Task description: Search the material below for the string "True". Return every line that holds it.

Records supplied:
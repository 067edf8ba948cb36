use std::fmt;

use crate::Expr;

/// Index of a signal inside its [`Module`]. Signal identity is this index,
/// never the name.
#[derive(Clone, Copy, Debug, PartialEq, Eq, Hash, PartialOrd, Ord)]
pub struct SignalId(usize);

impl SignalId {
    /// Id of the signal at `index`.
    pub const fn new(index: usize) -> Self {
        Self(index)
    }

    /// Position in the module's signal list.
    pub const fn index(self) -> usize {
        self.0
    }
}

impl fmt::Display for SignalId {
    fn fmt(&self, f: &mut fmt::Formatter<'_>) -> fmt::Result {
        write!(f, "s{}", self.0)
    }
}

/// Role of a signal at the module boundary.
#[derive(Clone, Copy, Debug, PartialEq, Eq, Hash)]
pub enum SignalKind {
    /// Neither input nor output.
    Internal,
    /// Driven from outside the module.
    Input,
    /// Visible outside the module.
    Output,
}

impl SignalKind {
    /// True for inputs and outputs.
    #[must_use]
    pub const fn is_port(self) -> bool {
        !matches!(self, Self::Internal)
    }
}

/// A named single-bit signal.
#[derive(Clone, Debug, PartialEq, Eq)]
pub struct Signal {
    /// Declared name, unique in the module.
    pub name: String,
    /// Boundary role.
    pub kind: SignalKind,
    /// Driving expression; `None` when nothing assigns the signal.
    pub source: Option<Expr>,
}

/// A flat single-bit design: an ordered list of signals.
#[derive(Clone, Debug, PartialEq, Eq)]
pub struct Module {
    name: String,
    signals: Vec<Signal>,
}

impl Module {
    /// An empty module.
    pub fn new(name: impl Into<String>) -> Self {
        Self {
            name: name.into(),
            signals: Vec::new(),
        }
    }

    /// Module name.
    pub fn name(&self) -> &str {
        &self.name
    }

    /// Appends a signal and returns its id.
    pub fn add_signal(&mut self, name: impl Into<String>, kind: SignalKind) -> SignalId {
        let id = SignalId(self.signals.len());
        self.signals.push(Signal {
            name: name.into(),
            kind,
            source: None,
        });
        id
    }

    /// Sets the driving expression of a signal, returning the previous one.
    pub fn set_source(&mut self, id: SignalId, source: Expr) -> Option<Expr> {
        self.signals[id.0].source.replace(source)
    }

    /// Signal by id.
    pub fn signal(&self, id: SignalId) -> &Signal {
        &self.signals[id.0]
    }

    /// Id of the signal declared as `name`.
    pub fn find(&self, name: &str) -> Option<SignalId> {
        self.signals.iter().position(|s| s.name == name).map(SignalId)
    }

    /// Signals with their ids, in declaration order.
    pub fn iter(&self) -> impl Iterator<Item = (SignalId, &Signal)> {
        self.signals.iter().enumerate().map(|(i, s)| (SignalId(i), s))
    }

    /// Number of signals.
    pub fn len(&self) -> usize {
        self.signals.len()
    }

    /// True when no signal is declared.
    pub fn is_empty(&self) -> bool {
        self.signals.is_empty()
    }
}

Exercise answer:
    /// True for inputs and outputs.
    /// True when no signal is declared.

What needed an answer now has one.